A Sense of Place and Purpose

Fernweh (German) – Wanderlust, a craving to travel, being homesick for a place you’ve never been

I am what you would call a Third Culture Kid (TCK), someone who sort of belongs, but can never completely belong in either the country they grew up in or the country they are “from”. As a member of this tribe of misfits, my childhood consisted of getting to travel the world, being stared at, pretending to know who The Spice Girls were, and feigning excitement when someone wanted to hear the exotic white boy speak Japanese. As a kid, I really didn’t appreciate the value of living between two worlds enough.

As an adult, the symptoms of my incurable condition include compulsive travel, speaking 3.5 languages and having 4 different jobs at once because I don’t know what I want to do when I grow up. My stories usually start with “when I lived in Kenya” or “that time when I was studying abroad in Egypt” and end with something I probably shouldn’t have done but I’m glad I did anyway. Now I love the perspective I’ve gained from my experiences and wouldn’t trade them for anything.

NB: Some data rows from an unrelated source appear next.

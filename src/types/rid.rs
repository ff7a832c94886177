use serde::{Deserialize, Serialize};

use crate::types::{PageId, SlotId, BEFORE_FIRST_SLOT, INVALID_PAGE_NO};

/// Identifies one record: the page it lives on and its slot number.
/// `slot_no == -1` means "before the first record on `page_no`".
#[derive(Debug, Clone, Copy, PartialEq, Eq, Hash, Serialize, Deserialize)]
pub struct Rid {
    pub page_no: PageId,
    pub slot_no: SlotId,
}

impl Rid {
    pub fn new(page_no: PageId, slot_no: SlotId) -> Self {
        Self { page_no, slot_no }
    }

    /// Cursor position before the first record of a page.
    pub fn before_first(page_no: PageId) -> Self {
        Self {
            page_no,
            slot_no: BEFORE_FIRST_SLOT,
        }
    }

    pub fn invalid() -> Self {
        Self {
            page_no: INVALID_PAGE_NO,
            slot_no: BEFORE_FIRST_SLOT,
        }
    }
}

/// An opaque record payload, copied out of the pinned page that held it.
#[derive(Debug, Clone, PartialEq, Eq)]
pub struct Record {
    pub data: Vec<u8>,
}

impl Record {
    pub fn new(data: Vec<u8>) -> Self {
        Self { data }
    }

    pub fn len(&self) -> usize {
        self.data.len()
    }

    pub fn is_empty(&self) -> bool {
        self.data.is_empty()
    }
}

impl AsRef<[u8]> for Record {
    fn as_ref(&self) -> &[u8] {
        &self.data
    }
}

However, I do often think about how nice it would be to have a place called home. I could easily answer the question, “where are you from?” without any caveats, explanations or long stories. I wouldn’t feel like the grass was greener somewhere else. I wouldn’t miss people on the other side of the world that I can’t spend time with for the forseeable future. I guess people always want what they can’t have though.

I just watched a Netflix documentary on Laura Dekker who at 16 became the youngest person to ever sail around the world alone. She has an interesting quote in the film when someone asks her where she is from. It goes something like this. Shopkeeper: “So you’re Dutch?” Laura: “Yeah… well no. I don’t really have a home. Home to me is Guppy” (her sailboat).

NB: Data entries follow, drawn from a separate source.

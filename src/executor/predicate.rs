use std::cmp::Ordering;

use serde::{Deserialize, Serialize};

use crate::types::error::{Result, StorageError};

/// Comparison operators accepted by a scan predicate.
#[derive(Debug, Clone, Copy, PartialEq, Eq, Serialize, Deserialize)]
pub enum CompOp {
    LessThan,
    LessThanOrEqual,
    Equal,
    GreaterThanOrEqual,
    GreaterThan,
    NotEqual,
}

/// The typed value a record attribute is compared against. Strings are
/// fixed-width byte sequences, compared over exactly their length.
#[derive(Debug, Clone, PartialEq, Serialize, Deserialize)]
pub enum FilterValue {
    Int(i32),
    Float(f32),
    Bytes(Vec<u8>),
}

impl FilterValue {
    /// Width of the attribute this value compares against.
    pub fn len(&self) -> usize {
        match self {
            FilterValue::Int(_) => 4,
            FilterValue::Float(_) => 4,
            FilterValue::Bytes(bytes) => bytes.len(),
        }
    }

    pub fn is_empty(&self) -> bool {
        self.len() == 0
    }
}

/// A pushdown filter: compare `length` bytes at `offset` of each record
/// against `value` under `op`.
#[derive(Debug, Clone, PartialEq, Serialize, Deserialize)]
pub struct ScanFilter {
    pub offset: usize,
    pub op: CompOp,
    pub value: FilterValue,
}

impl ScanFilter {
    pub fn new(offset: usize, op: CompOp, value: FilterValue) -> Result<Self> {
        let filter = Self { offset, op, value };
        filter.validate()?;
        Ok(filter)
    }

    pub fn validate(&self) -> Result<()> {
        if self.value.is_empty() {
            return Err(StorageError::BadScanParam {
                reason: "filter length must be at least 1".to_string(),
            });
        }
        Ok(())
    }

    /// Whether the record satisfies the predicate. A record too short to
    /// contain the attribute does not match; that is not an error.
    pub fn matches(&self, rec: &[u8]) -> bool {
        let length = self.value.len();
        if self.offset + length > rec.len() {
            return false;
        }
        let attr = &rec[self.offset..self.offset + length];

        let ordering = match &self.value {
            FilterValue::Int(value) => {
                let attr = i32::from_le_bytes([attr[0], attr[1], attr[2], attr[3]]);
                Some(attr.cmp(value))
            }
            FilterValue::Float(value) => {
                let attr = f32::from_le_bytes([attr[0], attr[1], attr[2], attr[3]]);
                attr.partial_cmp(value)
            }
            FilterValue::Bytes(bytes) => Some(attr.cmp(&bytes[..])),
        };

        match ordering {
            Some(ordering) => match self.op {
                CompOp::LessThan => ordering == Ordering::Less,
                CompOp::LessThanOrEqual => ordering != Ordering::Greater,
                CompOp::Equal => ordering == Ordering::Equal,
                CompOp::GreaterThanOrEqual => ordering != Ordering::Less,
                CompOp::GreaterThan => ordering == Ordering::Greater,
                CompOp::NotEqual => ordering != Ordering::Equal,
            },
            // NaN compares unequal to everything, including itself.
            None => self.op == CompOp::NotEqual,
        }
    }
}
use crate::types::{
    error::{Result, StorageError},
    PageId, FILE_NAME_SIZE, INVALID_PAGE_NO,
};

/*
 * File header page (always page 1):
 *   0..32   file name, zero-padded, truncated if longer
 *   32..36  first_page  i32 (-1 when the chain is empty)
 *   36..40  last_page   i32 (-1 when the chain is empty)
 *   40..44  rec_cnt     i32
 * The rest of the page stays zero.
 */

#[derive(Debug, Clone, PartialEq, Eq)]
pub struct FileHeader {
    pub file_name: String,
    pub first_page: PageId,
    pub last_page: PageId,
    pub rec_cnt: i32,
}

impl FileHeader {
    pub fn new(file_name: &str) -> Self {
        Self {
            file_name: truncate_name(file_name),
            first_page: INVALID_PAGE_NO,
            last_page: INVALID_PAGE_NO,
            rec_cnt: 0,
        }
    }

    pub fn read_from(bytes: &[u8]) -> Self {
        let name_field = &bytes[..FILE_NAME_SIZE];
        let name_len = name_field
            .iter()
            .position(|&b| b == 0)
            .unwrap_or(FILE_NAME_SIZE);
        let file_name = String::from_utf8_lossy(&name_field[..name_len]).into_owned();

        let first_page = i32::from_le_bytes([bytes[32], bytes[33], bytes[34], bytes[35]]);
        let last_page = i32::from_le_bytes([bytes[36], bytes[37], bytes[38], bytes[39]]);
        let rec_cnt = i32::from_le_bytes([bytes[40], bytes[41], bytes[42], bytes[43]]);

        Self {
            file_name,
            first_page,
            last_page,
            rec_cnt,
        }
    }

    pub fn write_to(&self, bytes: &mut [u8]) {
        bytes[..FILE_NAME_SIZE].fill(0);
        let name = truncate_name(&self.file_name);
        bytes[..name.len()].copy_from_slice(name.as_bytes());

        bytes[32..36].copy_from_slice(&self.first_page.to_le_bytes());
        bytes[36..40].copy_from_slice(&self.last_page.to_le_bytes());
        bytes[40..44].copy_from_slice(&self.rec_cnt.to_le_bytes());
    }

    /// Sanity check applied when a file is opened.
    pub fn validate(&self) -> Result<()> {
        let empty_first = self.first_page == INVALID_PAGE_NO;
        let empty_last = self.last_page == INVALID_PAGE_NO;
        if empty_first != empty_last {
            return Err(StorageError::InvalidHeader {
                reason: format!(
                    "first_page {} and last_page {} disagree about emptiness",
                    self.first_page, self.last_page
                ),
            });
        }
        if empty_first && self.rec_cnt != 0 {
            return Err(StorageError::InvalidHeader {
                reason: format!("empty chain with rec_cnt {}", self.rec_cnt),
            });
        }
        if self.rec_cnt < 0 {
            return Err(StorageError::InvalidHeader {
                reason: format!("negative rec_cnt {}", self.rec_cnt),
            });
        }
        Ok(())
    }
}

/// Keeps at most `FILE_NAME_SIZE - 1` bytes so the stored field stays
/// zero-terminated, cutting on a char boundary.
fn truncate_name(name: &str) -> String {
    let mut end = name.len().min(FILE_NAME_SIZE - 1);
    while !name.is_char_boundary(end) {
        end -= 1;
    }
    name[..end].to_owned()
}
use serde::{Deserialize, Serialize};

use crate::types::{
    error::{Result, StorageError},
    PageId, SlotId, BEFORE_FIRST_SLOT, DP_FIXED, INVALID_PAGE_NO, PAGE_SIZE, SLOT_ENTRY_SIZE,
};
use crate::utils::hash::page_checksum;

pub(crate) const CHECKSUM_OFFSET: usize = 8;

const DELETED_SLOT_LEN: i16 = -1;

/*
 * Data Page Layout (Slotted Page Structure)
 * ┌─────────────────────────────────────────────────────────────────┐
 * │                  FIXED HEADER (12 bytes)                        │
 * │  next_page(4) | slot_count(2) | free_ptr(2) | checksum(4)       │
 * ├─────────────────────────────────────────────────────────────────┤
 * │                  SLOT DIRECTORY                                 │
 * │  [slot0: offset(2)|len(2)] [slot1: offset(2)|len(2)] ...        │
 * ├─────────────────────────────────────────────────────────────────┤
 * │                  FREE SPACE                                     │
 * ├─────────────────────────────────────────────────────────────────┤
 * │                  RECORD BODIES                                  │
 * │  [...rec N...] [...rec 2...] [...rec 1...] [...rec 0...]        │
 * └─────────────────────────────────────────────────────────────────┘
 *
 * A slot with length -1 is deleted. Interior slots keep their index so
 * existing RIDs stay valid; only trailing deleted slots are reclaimed.
 */

#[derive(Debug, Clone, Copy, PartialEq, Eq, Serialize, Deserialize)]
pub struct SlotEntry {
    pub offset: u16,
    pub length: i16,
}

impl SlotEntry {
    pub fn deleted() -> Self {
        Self {
            offset: 0,
            length: DELETED_SLOT_LEN,
        }
    }

    pub fn is_deleted(&self) -> bool {
        self.length < 0
    }
}

/// Read-only decoder over one page-sized byte buffer.
pub struct PageView<'a> {
    data: &'a [u8],
}

impl<'a> PageView<'a> {
    pub fn new(data: &'a [u8]) -> Self {
        debug_assert_eq!(data.len(), PAGE_SIZE);
        Self { data }
    }

    pub fn next_page(&self) -> PageId {
        i32::from_le_bytes([self.data[0], self.data[1], self.data[2], self.data[3]])
    }

    pub fn slot_count(&self) -> usize {
        u16::from_le_bytes([self.data[4], self.data[5]]) as usize
    }

    pub fn free_ptr(&self) -> usize {
        u16::from_le_bytes([self.data[6], self.data[7]]) as usize
    }

    pub fn stored_checksum(&self) -> u32 {
        u32::from_le_bytes([self.data[8], self.data[9], self.data[10], self.data[11]])
    }

    pub fn verify_checksum(&self) -> bool {
        self.stored_checksum() == page_checksum(self.data)
    }

    pub fn slot(&self, index: usize) -> SlotEntry {
        let base = DP_FIXED + index * SLOT_ENTRY_SIZE;
        SlotEntry {
            offset: u16::from_le_bytes([self.data[base], self.data[base + 1]]),
            length: i16::from_le_bytes([self.data[base + 2], self.data[base + 3]]),
        }
    }

    /// Number of live (non-deleted) slots.
    pub fn live_count(&self) -> usize {
        (0..self.slot_count())
            .filter(|&i| !self.slot(i).is_deleted())
            .count()
    }

    /// Total bytes held by live record bodies.
    pub fn live_bytes(&self) -> usize {
        (0..self.slot_count())
            .map(|i| self.slot(i))
            .filter(|s| !s.is_deleted())
            .map(|s| s.length as usize)
            .sum()
    }

    /// Contiguous gap between the slot directory and the record bodies.
    /// Space behind deleted bodies is only counted after compaction.
    pub fn free_space(&self) -> usize {
        self.free_ptr()
            .saturating_sub(DP_FIXED + self.slot_count() * SLOT_ENTRY_SIZE)
    }

    pub fn record_slice(&self, slot_no: SlotId) -> Result<&'a [u8]> {
        if slot_no < 0 || slot_no as usize >= self.slot_count() {
            return Err(StorageError::InvalidSlot { slot_no });
        }
        let slot = self.slot(slot_no as usize);
        if slot.is_deleted() {
            return Err(StorageError::InvalidSlot { slot_no });
        }
        let start = slot.offset as usize;
        let end = start + slot.length as usize;
        if start < DP_FIXED || end > self.data.len() {
            return Err(StorageError::InvalidSlot { slot_no });
        }
        Ok(&self.data[start..end])
    }

    /// Lowest live slot number, if the page has any records.
    pub fn first_slot(&self) -> Option<SlotId> {
        self.next_slot(BEFORE_FIRST_SLOT)
    }

    /// Next live slot strictly after `after`, in directory order. `after`
    /// may be -1 (before-first) or a slot that has since been deleted.
    pub fn next_slot(&self, after: SlotId) -> Option<SlotId> {
        let start = if after < 0 { 0 } else { after as usize + 1 };
        (start..self.slot_count())
            .find(|&i| !self.slot(i).is_deleted())
            .map(|i| i as SlotId)
    }
}

/// Mutable codec over one page-sized byte buffer.
pub struct PageMut<'a> {
    data: &'a mut [u8],
}

impl<'a> PageMut<'a> {
    pub fn new(data: &'a mut [u8]) -> Self {
        debug_assert_eq!(data.len(), PAGE_SIZE);
        Self { data }
    }

    pub fn view(&self) -> PageView<'_> {
        PageView::new(self.data)
    }

    /// Formats a freshly allocated page: empty slot directory, no
    /// successor in the chain.
    pub fn init(&mut self) {
        self.set_next_page(INVALID_PAGE_NO);
        self.set_slot_count(0);
        self.set_free_ptr(PAGE_SIZE);
        self.update_checksum();
    }

    pub fn set_next_page(&mut self, page_no: PageId) {
        self.data[0..4].copy_from_slice(&page_no.to_le_bytes());
        self.update_checksum();
    }

    fn set_slot_count(&mut self, count: usize) {
        self.data[4..6].copy_from_slice(&(count as u16).to_le_bytes());
    }

    fn set_free_ptr(&mut self, offset: usize) {
        self.data[6..8].copy_from_slice(&(offset as u16).to_le_bytes());
    }

    fn set_slot(&mut self, index: usize, slot: SlotEntry) {
        let base = DP_FIXED + index * SLOT_ENTRY_SIZE;
        self.data[base..base + 2].copy_from_slice(&slot.offset.to_le_bytes());
        self.data[base + 2..base + 4].copy_from_slice(&slot.length.to_le_bytes());
    }

    pub fn update_checksum(&mut self) {
        let sum = page_checksum(self.data);
        self.data[CHECKSUM_OFFSET..CHECKSUM_OFFSET + 4].copy_from_slice(&sum.to_le_bytes());
    }

    /// Places the record and returns the smallest available slot number,
    /// reusing a deleted slot before growing the directory. Fails with
    /// `PageFull` when the record and its slot entry cannot fit.
    pub fn insert_record(&mut self, rec: &[u8]) -> Result<SlotId> {
        let (slot_count, reuse, total_free, gap) = {
            let view = self.view();
            let slot_count = view.slot_count();
            let reuse = (0..slot_count).find(|&i| view.slot(i).is_deleted());
            let total_free = (PAGE_SIZE - DP_FIXED)
                .saturating_sub(slot_count * SLOT_ENTRY_SIZE + view.live_bytes());
            (slot_count, reuse, total_free, view.free_space())
        };
        let overhead = if reuse.is_none() { SLOT_ENTRY_SIZE } else { 0 };
        if rec.len() + overhead > total_free {
            return Err(StorageError::PageFull {
                needed: rec.len() + overhead,
                available: total_free,
            });
        }
        if rec.len() + overhead > gap {
            self.compact();
        }

        let offset = self.view().free_ptr() - rec.len();
        self.data[offset..offset + rec.len()].copy_from_slice(rec);
        self.set_free_ptr(offset);
        let slot_no = match reuse {
            Some(index) => index,
            None => {
                self.set_slot_count(slot_count + 1);
                slot_count
            }
        };
        self.set_slot(
            slot_no,
            SlotEntry {
                offset: offset as u16,
                length: rec.len() as i16,
            },
        );
        self.update_checksum();
        Ok(slot_no as SlotId)
    }

    /// Marks the slot deleted. The body is reclaimed lazily by the next
    /// compaction; the directory shrinks only from its tail.
    pub fn delete_record(&mut self, slot_no: SlotId) -> Result<()> {
        let slot_count = self.view().slot_count();
        if slot_no < 0 || slot_no as usize >= slot_count {
            return Err(StorageError::InvalidSlot { slot_no });
        }
        if self.view().slot(slot_no as usize).is_deleted() {
            return Err(StorageError::InvalidSlot { slot_no });
        }
        self.set_slot(slot_no as usize, SlotEntry::deleted());

        let mut count = slot_count;
        while count > 0 && self.view().slot(count - 1).is_deleted() {
            count -= 1;
        }
        self.set_slot_count(count);
        self.update_checksum();
        Ok(())
    }

    /// Repacks live record bodies against the end of the page,
    /// eliminating the gaps left by deleted records. Slot indices are
    /// preserved.
    pub fn compact(&mut self) {
        let slot_count = self.view().slot_count();
        let mut live: Vec<(usize, SlotEntry)> = (0..slot_count)
            .map(|i| (i, self.view().slot(i)))
            .filter(|(_, slot)| !slot.is_deleted())
            .collect();
        // Highest offset first: every body moves toward the end of the
        // page, past bodies that have already been placed.
        live.sort_by(|a, b| b.1.offset.cmp(&a.1.offset));

        let mut cursor = PAGE_SIZE;
        for (index, slot) in live {
            let len = slot.length as usize;
            cursor -= len;
            let src = slot.offset as usize;
            if src != cursor {
                self.data.copy_within(src..src + len, cursor);
            }
            self.set_slot(
                index,
                SlotEntry {
                    offset: cursor as u16,
                    length: slot.length,
                },
            );
        }

        let directory_end = DP_FIXED + slot_count * SLOT_ENTRY_SIZE;
        self.data[directory_end..cursor].fill(0);
        self.set_free_ptr(cursor);
        self.update_checksum();
    }
}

I think Guppy was home to her because it signified purpose, a goal, a plan: In her case sailing around the world. I’m finding that it doesn’t matter as much where I live; it’s more important to have a compelling reason to live. That is what provides contentment and joy and a fulfilling life. In Kenya, people would often ask me if I were homesick. I would say yes, but more for Japan than America. You can imagine their perplexed looks. While that was true, I also have to be intentional to live wherever I am. Because I have lived in other places, when things get tough my temptation is to imagine myself somewhere else. Somehow I always leave out the messy stuff. No place can solve people’s problems or magically make us happier, there is no place that will fulfill all your desires and dreams. Instead, building community and living purposefully make life worth living – wherever it is.

Those are just some of the things I’m working through and learning about myself right now. Feeling nostalgic, I posted some pictures of my family I have all over the world.

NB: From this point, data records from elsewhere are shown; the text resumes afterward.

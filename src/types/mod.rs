pub mod error;
pub mod page;
pub mod rid;

// Common type aliases. Page and slot numbers are signed so that -1 can
// serve as the "no page" / "before first record" sentinel in RIDs and
// chain links.
pub type PageId = i32;
pub type SlotId = i32;
pub type FileId = u64;

pub const PAGE_SIZE: usize = 4096;
pub const DP_FIXED: usize = 12; // next_page(4) + slot_count(2) + free_ptr(2) + checksum(4)
pub const SLOT_ENTRY_SIZE: usize = 4; // offset (2 bytes) + length (2 bytes)

// An empty page must hold the record body plus its slot entry, so this
// bound guarantees that inserting into a freshly allocated page succeeds.
pub const MAX_RECORD_SIZE: usize = PAGE_SIZE - DP_FIXED - SLOT_ENTRY_SIZE;

pub const HEADER_PAGE_NO: PageId = 1;
pub const INVALID_PAGE_NO: PageId = -1;
pub const BEFORE_FIRST_SLOT: SlotId = -1;

pub const FILE_NAME_SIZE: usize = 32;
pub const FILE_HEADER_SIZE: usize = FILE_NAME_SIZE + 12;

pub const DEFAULT_POOL_FRAMES: usize = 64;
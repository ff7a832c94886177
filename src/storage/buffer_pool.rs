use std::collections::HashMap;
use std::sync::Arc;

use parking_lot::{Mutex, RwLock, RwLockReadGuard, RwLockWriteGuard};

use crate::storage::disk_manager::FileHandle;
use crate::types::{
    error::{Result, StorageError},
    FileId, PageId, INVALID_PAGE_NO, PAGE_SIZE,
};

/// Shared view of one frame's bytes. Handed out by the pool while the
/// frame is pinned; two pins of the same page see the same buffer.
pub type PagePtr = Arc<RwLock<Box<[u8]>>>;

struct Frame {
    data: PagePtr,
    file: Option<Arc<FileHandle>>,
    page_no: PageId,
    pin_count: u32,
    dirty: bool,
    referenced: bool,
}

impl Frame {
    fn empty() -> Self {
        Self {
            data: Arc::new(RwLock::new(vec![0u8; PAGE_SIZE].into_boxed_slice())),
            file: None,
            page_no: INVALID_PAGE_NO,
            pin_count: 0,
            dirty: false,
            referenced: false,
        }
    }
}

struct PoolInner {
    frames: Vec<Frame>,
    page_table: HashMap<(FileId, PageId), usize>,
    clock_hand: usize,
}

struct PoolShared {
    inner: Mutex<PoolInner>,
}

/// Page cache with a fixed frame count and clock replacement. Pages are
/// handed out pinned; a frame with a nonzero pin count is never evicted.
/// Dirty frames are written back on eviction, on flush, and when the
/// last handle to the pool is dropped.
///
/// The pool itself is a cheap handle; clones share the same frames.
#[derive(Clone)]
pub struct BufferPool {
    shared: Arc<PoolShared>,
}

impl BufferPool {
    pub fn new(frame_count: usize) -> Self {
        Self {
            shared: Arc::new(PoolShared {
                inner: Mutex::new(PoolInner {
                    frames: (0..frame_count).map(|_| Frame::empty()).collect(),
                    page_table: HashMap::new(),
                    clock_hand: 0,
                }),
            }),
        }
    }

    /// Pins the page, reading it from disk on a cache miss.
    pub fn read_page(&self, file: &Arc<FileHandle>, page_no: PageId) -> Result<PinnedPage> {
        let mut guard = self.shared.inner.lock();
        let inner = &mut *guard;

        if let Some(&index) = inner.page_table.get(&(file.id(), page_no)) {
            let frame = &mut inner.frames[index];
            frame.pin_count += 1;
            frame.referenced = true;
            return Ok(self.pinned(file, page_no, frame.data.clone()));
        }

        let index = Self::find_victim(inner)?;
        Self::evict_frame(inner, index)?;
        {
            let frame = &inner.frames[index];
            let mut buf = frame.data.write();
            file.read_page(page_no, &mut buf[..])?;
        }
        Self::adopt_frame(inner, index, file, page_no);
        Ok(self.pinned(file, page_no, inner.frames[index].data.clone()))
    }

    /// Allocates a fresh page at the end of the file and pins it. The
    /// frame starts zeroed, matching the on-disk image.
    pub fn alloc_page(&self, file: &Arc<FileHandle>) -> Result<PinnedPage> {
        let page_no = file.allocate_page()?;
        let mut guard = self.shared.inner.lock();
        let inner = &mut *guard;

        let index = Self::find_victim(inner)?;
        Self::evict_frame(inner, index)?;
        inner.frames[index].data.write().fill(0);
        Self::adopt_frame(inner, index, file, page_no);
        Ok(self.pinned(file, page_no, inner.frames[index].data.clone()))
    }

    /// Releases one pin, folding the caller's dirty flag into the frame.
    pub fn unpin_page(&self, file_id: FileId, page_no: PageId, dirty: bool) -> Result<()> {
        let mut guard = self.shared.inner.lock();
        let inner = &mut *guard;

        let index = *inner
            .page_table
            .get(&(file_id, page_no))
            .ok_or(StorageError::PageNotPinned { page_no })?;
        let frame = &mut inner.frames[index];
        if frame.pin_count == 0 {
            return Err(StorageError::PageNotPinned { page_no });
        }
        frame.pin_count -= 1;
        frame.dirty |= dirty;
        Ok(())
    }

    /// Writes back every dirty cached page of the file.
    pub fn flush_file(&self, file: &FileHandle) -> Result<()> {
        let mut guard = self.shared.inner.lock();
        for frame in &mut guard.frames {
            if let Some(frame_file) = &frame.file {
                if frame_file.id() == file.id() && frame.dirty {
                    frame_file.write_page(frame.page_no, &frame.data.read()[..])?;
                    frame.dirty = false;
                }
            }
        }
        Ok(())
    }

    /// Writes back every dirty page in the pool.
    pub fn flush_all(&self) -> Result<()> {
        let mut guard = self.shared.inner.lock();
        for frame in &mut guard.frames {
            if let Some(file) = &frame.file {
                if frame.dirty {
                    file.write_page(frame.page_no, &frame.data.read()[..])?;
                    frame.dirty = false;
                }
            }
        }
        Ok(())
    }

    /// Drops every cached frame of a file without writing it back, ahead
    /// of file destruction. Fails if any of them is still pinned.
    pub fn discard_file(&self, file_id: FileId) -> Result<()> {
        let mut guard = self.shared.inner.lock();
        let inner = &mut *guard;

        for frame in &inner.frames {
            if let Some(file) = &frame.file {
                if file.id() == file_id && frame.pin_count > 0 {
                    return Err(StorageError::FileBusy {
                        name: file.path().display().to_string(),
                    });
                }
            }
        }
        for frame in &mut inner.frames {
            if frame.file.as_ref().map(|f| f.id()) == Some(file_id) {
                inner.page_table.remove(&(file_id, frame.page_no));
                frame.file = None;
                frame.page_no = INVALID_PAGE_NO;
                frame.dirty = false;
                frame.referenced = false;
            }
        }
        Ok(())
    }

    /// Current pin count of a cached page, if the page is resident.
    pub fn pin_count(&self, file_id: FileId, page_no: PageId) -> Option<u32> {
        let guard = self.shared.inner.lock();
        guard
            .page_table
            .get(&(file_id, page_no))
            .map(|&index| guard.frames[index].pin_count)
    }

    fn pinned(&self, file: &Arc<FileHandle>, page_no: PageId, data: PagePtr) -> PinnedPage {
        PinnedPage {
            pool: self.clone(),
            file: Arc::clone(file),
            page_no,
            data,
            dirty: false,
        }
    }

    /// Clock sweep: skip pinned frames, give referenced frames a second
    /// chance, take the first remaining candidate.
    fn find_victim(inner: &mut PoolInner) -> Result<usize> {
        let frame_count = inner.frames.len();
        for _ in 0..2 * frame_count {
            let index = inner.clock_hand;
            inner.clock_hand = (inner.clock_hand + 1) % frame_count;
            let frame = &mut inner.frames[index];
            if frame.pin_count > 0 {
                continue;
            }
            if frame.referenced {
                frame.referenced = false;
                continue;
            }
            return Ok(index);
        }
        Err(StorageError::PoolExhausted)
    }

    fn evict_frame(inner: &mut PoolInner, index: usize) -> Result<()> {
        let frame = &mut inner.frames[index];
        if let Some(file) = &frame.file {
            if frame.dirty {
                file.write_page(frame.page_no, &frame.data.read()[..])?;
            }
        }
        if let Some(file) = frame.file.take() {
            inner.page_table.remove(&(file.id(), frame.page_no));
        }
        frame.page_no = INVALID_PAGE_NO;
        frame.dirty = false;
        Ok(())
    }

    fn adopt_frame(inner: &mut PoolInner, index: usize, file: &Arc<FileHandle>, page_no: PageId) {
        let frame = &mut inner.frames[index];
        frame.file = Some(Arc::clone(file));
        frame.page_no = page_no;
        frame.pin_count = 1;
        frame.dirty = false;
        frame.referenced = true;
        inner.page_table.insert((file.id(), page_no), index);
    }
}

impl Drop for PoolShared {
    fn drop(&mut self) {
        let inner = self.inner.get_mut();
        for frame in &mut inner.frames {
            if let Some(file) = &frame.file {
                if frame.dirty {
                    if let Err(e) = file.write_page(frame.page_no, &frame.data.read()[..]) {
                        log::warn!(
                            "failed to flush page {} of {}: {}",
                            frame.page_no,
                            file.path().display(),
                            e
                        );
                    }
                }
            }
        }
    }
}

/// A pin paired with its dirty flag. Mutable access marks the pin dirty;
/// dropping the guard releases the pin and hands the accumulated dirty
/// flag to the pool.
pub struct PinnedPage {
    pool: BufferPool,
    file: Arc<FileHandle>,
    page_no: PageId,
    data: PagePtr,
    dirty: bool,
}

impl PinnedPage {
    pub fn page_no(&self) -> PageId {
        self.page_no
    }

    pub fn file_id(&self) -> FileId {
        self.file.id()
    }

    pub fn is_dirty(&self) -> bool {
        self.dirty
    }

    pub fn read(&self) -> RwLockReadGuard<'_, Box<[u8]>> {
        self.data.read()
    }

    pub fn write(&mut self) -> RwLockWriteGuard<'_, Box<[u8]>> {
        self.dirty = true;
        self.data.write()
    }

    pub fn mark_dirty(&mut self) {
        self.dirty = true;
    }
}

impl Drop for PinnedPage {
    fn drop(&mut self) {
        if let Err(e) = self
            .pool
            .unpin_page(self.file.id(), self.page_no, self.dirty)
        {
            log::warn!("unpin of page {} failed: {}", self.page_no, e);
        }
    }
}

Great Friends all over the World

My Japanese family


A Throwback from Kenya

Great Friends from College!

These people were my college family

13 thoughts on “A Sense of Place and Purpose

  1. Great post.

    I’m not a third-culture kid, but I have spent the last decade working abroad in different countries, so I can identify with the feeling of leaving something of yourself behind wherever you have lived.

  2. Good post and a good explanation of a TCK! I follow you wherever you go and wonder if you might someday settle in one of these countries and see long term results because of the gifts of discipleship, building relationships, sharing your faith. You are definitely an amazing man of God.

  3. This was really interesting to read, as I’m actually currently having an inner-struggle over whether or not to leave Japan. I’ve also done a lot of traveling, and am constantly moving around and never in one place for too long. There’s so many factors to take into account, and you are completely right that moving to a new place will not necessarily make you more happy, as every place does come with its own unique challenges.

    • That’s true. I’m learning that a lot of what makes home is the people and the reason you are there, especially if you have traveled/lived in a lot of places

  4. I really like how you write — it almost seems like I could hear you narrating, and I can imagine when you try to explain to crumpled faces why it’s a bit tricky to answer “Where-are-you-from?” question. It takes me a few seconds before I could answer the same question; I love the home I grew up in (the Philippines), but I also feel like I learned a lot of values from where I’m living now (Singapore).

  5. I didn’t even know the term TCK existed so it was really interesting to read your take on it. I can relate to this idea of existing in between homes and belonging to more than one place. Great post!